Starting to look that way :lol: :wink:

So come on guys where are the rest of the Sussex peeps ?


----------



## Bert (Jun 28, 2009)

Hi Trev,
I technically live in Surrey but since we are right on the border with Sussex does this count  
I have been looking out for the next Sussex event (er...Kent/Sussexish) so let me know when and where and I will check the diary.

Cheers,

BerTT


----------



## ttrev21 (Jan 30, 2009)

Good to hear from you BerTT haven`t seen you since the joint meet with the Solenteers.

Once I have set a date I will Pm you to make sure you don`t miss it.

Cheers

Trev


----------



## wardy36 (Jan 23, 2011)

im in west sussex and from the look of this post im very lonely with not many friends!!!!


----------



## redrocketTT (Oct 6, 2008)

Trev

I'm here down in Bognor!

Regards

David


----------



## ttrev21 (Jan 30, 2009)

wardy36 said:


> im in west sussex and from the look of this post im very lonely with not many friends!!!!


 :lol: :lol:

Don`t worry wardy we will find you some friends mate. :lol: :wink:


----------



## denTTed (Feb 21, 2007)

I'm here still trev, was that you that passed me in 5 oaks yesterday?

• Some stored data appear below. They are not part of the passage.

#[cfg(test)]
mod tests {
    use super::*;
    use obd_can::obd::supported::decode_bitmap;
    use obd_can::{AddressingMode, VirtualBus};
    use pretty_assertions::assert_eq;
    use rstest::rstest;

    fn setup(config: EcuConfig) -> (EcuSimulator<obd_can::driver::VirtualCanDriver>, obd_can::driver::VirtualCanDriver) {
        let bus = VirtualBus::new();
        let tester = bus.endpoint();
        let sim = EcuSimulator::new(bus.endpoint(), &config);
        (sim, tester)
    }

    fn request(tester: &mut impl CanDriver, addressing: &AddressingConfig, payload: &[u8]) {
        let frame = CanFrame::new(addressing.request_id, addressing.extended, &single_frame(payload, 0xCC));
        tester.send(&frame).unwrap();
    }

    fn drain(tester: &mut impl CanDriver) -> Vec<CanFrame> {
        let mut frames = Vec::new();
        while let Some(frame) = tester.recv().unwrap() {
            frames.push(frame);
        }
        frames
    }

    #[test]
    fn test_idle_without_traffic() {
        let (mut sim, _tester) = setup(EcuConfig::default());
        assert_eq!(sim.poll(), PollOutcome::Idle);
    }

    #[rstest]
    #[case(AddressingMode::Standard, [0x7E9, 0x7F5])]
    #[case(AddressingMode::Extended, [0x18DAF111, 0x18DAF11D])]
    fn test_answers_on_both_response_ids(#[case] mode: AddressingMode, #[case] ids: [u32; 2]) {
        let config = EcuConfig {
            addressing: mode,
            seed: Some(1),
            ..Default::default()
        };
        let (mut sim, mut tester) = setup(config);
        let addressing = *sim.addressing();

        request(&mut tester, &addressing, &[0x01, 0x0D]);
        assert_eq!(
            sim.poll(),
            PollOutcome::Responded {
                service: 0x01,
                pid: Some(0x0D)
            }
        );

        let frames = drain(&mut tester);
        assert_eq!(frames.iter().map(|f| f.id).collect::<Vec<_>>(), ids.to_vec());
        for frame in &frames {
            assert_eq!(frame.extended, addressing.extended);
            assert_eq!(frame.data.len(), 8);
            assert_eq!(&frame.data[..3], &[0x03, 0x41, 0x0D]);
            assert!((50..=60).contains(&frame.data[3]));
            assert_eq!(&frame.data[4..], &[0xAA; 4]);
        }
    }

    #[test]
    fn test_two_byte_value_layout() {
        let (mut sim, mut tester) = setup(EcuConfig::default());
        let addressing = *sim.addressing();

        request(&mut tester, &addressing, &[0x01, 0x0C]);
        sim.poll();

        let frame = &drain(&mut tester)[0];
        assert_eq!(&frame.data[..3], &[0x04, 0x41, 0x0C]);
        let raw = u16::from_be_bytes([frame.data[3], frame.data[4]]);
        assert_eq!(raw % 4, 0);
        assert!((770 * 4..=880 * 4).contains(&raw));
        assert_eq!(&frame.data[5..], &[0xAA; 3]);
    }

    #[test]
    fn test_bitmap_agrees_with_decoder() {
        let config = EcuConfig::default();
        let supported = config.supported_pids.clone();
        let (mut sim, mut tester) = setup(config);
        let addressing = *sim.addressing();

        let mut advertised = Vec::new();
        for base in [0x00u8, 0x20, 0x40] {
            request(&mut tester, &addressing, &[0x01, base]);
            assert!(matches!(sim.poll(), PollOutcome::Responded { .. }));
            let frame = &drain(&mut tester)[0];
            assert_eq!(&frame.data[..3], &[0x06, 0x41, base]);
            let mask = u32::from_be_bytes([frame.data[3], frame.data[4], frame.data[5], frame.data[6]]);
            advertised.extend(decode_bitmap(base, mask));
        }

        // continuation bits show up as the next bitmap PID
        advertised.retain(|pid| pid % 0x20 != 0);
        assert_eq!(advertised, supported);
    }

    #[rstest]
    #[case(&[0x01, 0x0B])]
    #[case(&[0x01, 0xC0])]
    #[case(&[0x03])]
    #[case(&[0x09, 0x02])]
    #[case(&[0x22, 0xF1, 0x90])]
    fn test_unanswered_requests_are_dropped(#[case] payload: &[u8]) {
        let (mut sim, mut tester) = setup(EcuConfig::default());
        let addressing = *sim.addressing();

        request(&mut tester, &addressing, payload);
        assert_eq!(sim.poll(), PollOutcome::Dropped);
        assert!(drain(&mut tester).is_empty());
    }

    #[test]
    fn test_invalid_frames_are_dropped() {
        let (mut sim, mut tester) = setup(EcuConfig::default());

        let frames = [
            // wrong identifier
            CanFrame::new(0x7E0, false, &[0x02, 0x01, 0x0D]),
            // extended flag mismatch
            CanFrame::new(0x7DF, true, &[0x02, 0x01, 0x0D]),
            // remote frame
            CanFrame {
                id: 0x7DF,
                extended: false,
                remote: true,
                data: vec![],
            },
            // first frame
            CanFrame::new(0x7DF, false, &[0x10, 0x08, 0x01, 0x0D, 0, 0, 0, 0]),
            // declared length longer than the frame
            CanFrame::new(0x7DF, false, &[0x05, 0x01, 0x0D]),
            // flow control with nothing pending
            CanFrame::new(0x7DF, false, &[0x30, 0x00, 0x00]),
        ];
        for frame in &frames {
            tester.send(frame).unwrap();
            assert_eq!(sim.poll(), PollOutcome::Dropped, "{:?}", frame);
        }
        assert!(drain(&mut tester).is_empty());
    }

    #[test]
    fn test_send_failure_aborts_cycle() {
        let (mut sim, mut tester) = setup(EcuConfig::default());
        let addressing = *sim.addressing();

        sim.driver().fail_next_sends(1);
        request(&mut tester, &addressing, &[0x01, 0x0D]);
        assert_eq!(sim.poll(), PollOutcome::SendFailed);
        assert!(drain(&mut tester).is_empty());

        // no retry, and the next request is answered normally
        assert_eq!(sim.poll(), PollOutcome::Idle);
        request(&mut tester, &addressing, &[0x01, 0x0D]);
        assert!(matches!(sim.poll(), PollOutcome::Responded { .. }));
    }

    fn vin_config() -> EcuConfig {
        EcuConfig {
            vin: Some("WVWZZZ1KZAW000001".parse().unwrap()),
            dtcs: Some(vec![DtcCode::from_bytes(0x01, 0x43)]),
            ..Default::default()
        }
    }

    #[test]
    fn test_vin_waits_for_flow_control() {
        let (mut sim, mut tester) = setup(vin_config());
        let addressing = *sim.addressing();

        request(&mut tester, &addressing, &[0x09, 0x02]);
        assert_eq!(sim.poll(), PollOutcome::AwaitingFlowControl { total_len: 20 });

        let first = drain(&mut tester);
        assert_eq!(first.len(), 1);
        assert_eq!(first[0].id, 0x7E9);
        assert_eq!(first[0].data, vec![0x10, 0x14, 0x49, 0x02, 0x01, b'W', b'V', b'W']);

        tester
            .send(&CanFrame::new(0x7DF, false, &[0x30, 0x00, 0x00, 0xCC, 0xCC, 0xCC, 0xCC, 0xCC]))
            .unwrap();
        assert_eq!(sim.poll(), PollOutcome::TransferComplete);

        let rest = drain(&mut tester);
        assert_eq!(rest.len(), 2);
        assert_eq!(rest[0].data, [&[0x21u8][..], b"ZZZ1KZA"].concat());
        assert_eq!(rest[1].data, [&[0x22u8][..], b"W000001"].concat());
    }

    #[tokio::test(start_paused = true)]
    async fn test_stale_transfer_is_dropped() {
        let (mut sim, mut tester) = setup(vin_config());
        let addressing = *sim.addressing();

        request(&mut tester, &addressing, &[0x09, 0x02]);
        sim.poll();
        drain(&mut tester);

        tokio::time::advance(Duration::from_millis(1001)).await;
        tester.send(&CanFrame::new(0x7DF, false, &[0x30, 0x00, 0x00])).unwrap();
        assert_eq!(sim.poll(), PollOutcome::Dropped);
        assert!(drain(&mut tester).is_empty());
    }

    #[test]
    fn test_short_dtc_list_is_a_single_frame() {
        let (mut sim, mut tester) = setup(vin_config());
        let addressing = *sim.addressing();

        request(&mut tester, &addressing, &[0x03]);
        assert_eq!(sim.poll(), PollOutcome::Responded { service: 0x03, pid: None });
        let frames = drain(&mut tester);
        assert_eq!(frames.len(), 2);
        assert_eq!(&frames[0].data[..5], &[0x04, 0x43, 0x01, 0x01, 0x43]);
    }

    #[tokio::test(start_paused = true)]
    async fn test_run_stops_when_flag_clears() {
        let (mut sim, _tester) = setup(EcuConfig::default());
        let running = Arc::new(AtomicBool::new(true));

        let flag = running.clone();
        tokio::spawn(async move {
            tokio::time::sleep(Duration::from_millis(20)).await;
            flag.store(false, Ordering::SeqCst);
        });
        tokio::time::timeout(Duration::from_secs(1), sim.run(running))
            .await
            .unwrap();
    }
}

Was going to text and ask you but felt as we were both driving it was not the safest option....


----------



## ttrev21 (Jan 30, 2009)

denTTed said:


> I'm here still trev, was that you that passed me in 5 oaks yesterday? Was going to text and ask you but felt as we were both driving it was not the safest option....


Yes it was mate I had just popped into five oaks to view my replacement seat covers ( saggy seat problem ) before they replace them on monday. Had a similar problem with my mk1 and it took audi three goes to match the colour of the leather so thought it best to check them before letting them loose on the car.


----------



## CastorAcer (Oct 5, 2010)

Well, I'm definitely from Sussex (Mid-Sussex) and I've been looking forwards to a Sussex meet. Count me in!


----------



## ttrev21 (Jan 30, 2009)

CastorAcer said:


> Well, I'm definitely from Sussex (Mid-Sussex) and I've been looking forwards to a Sussex meet. Count me in!


 [smiley=thumbsup.gif] [smiley=thumbsup.gif] [smiley=thumbsup.gif] [smiley=thumbsup.gif]

Look forward to having you along, keep an eye on the events thread and I will get something posted shortly.


----------



## CastorAcer (Oct 5, 2010)

ttrev21 said:


> Look forward to having you along, keep an eye on the events thread and I will get something posted shortly.


I'll keep them glued...


----------



## bmwe30init (Jul 16, 2010)

im in east sussex


----------



## ttrev21 (Jan 30, 2009)

bmwe30init said:


> im in east sussex


Where abouts in East Sussex are you mate?


----------



## Hairydave (Jun 30, 2009)

I have not been to a meet before, but could be up for this one work allowing! Im Kent Sussex borders. Let me know dates when you know please.


----------



## fozzie34 (Jan 18, 2011)

Hi Trev, I'm from Sussex too (Steyning). I would also be interested in a Sussex meet.


----------



## ttrev21 (Jan 30, 2009)

Hairydave and Fozzie good to see some new faces coming along well done boys


----------



## xblader (Dec 26, 2009)

Hi i am in east sussex Eastbourne, would love to meet if pos :lol:


----------



## bmwe30init (Jul 16, 2010)

ttrev21 said:


> bmwe30init said:
> 
> 
> > im in east sussex
> ...


Brighton  would be up for a meet


----------



## TT51 (Feb 28, 2009)

All these names down and the rep seems to of forgot to organise a date :lol: :lol:

I might come along to keep the Kent numbers flying


----------



## ttrev21 (Jan 30, 2009)

TT51 said:


> All these names down and the rep seems to of forgot to organise a date :lol: :lol:
> 
> I might come along to keep the Kent numbers flying


Some people are so impatient :lol: :lol: Don`t worry mate I am on it.... :wink:


----------



## ScoTTish (Jun 26, 2008)

Hi Trev,
You know I can be up for traveling up your way for a meet - let me know when you have a date.

Are you hoping to make the Solenteers treasure hunt on the 27th?

All the best


----------



## daveyboy527 (Jun 25, 2010)

Sussex here too (Worthing)


----------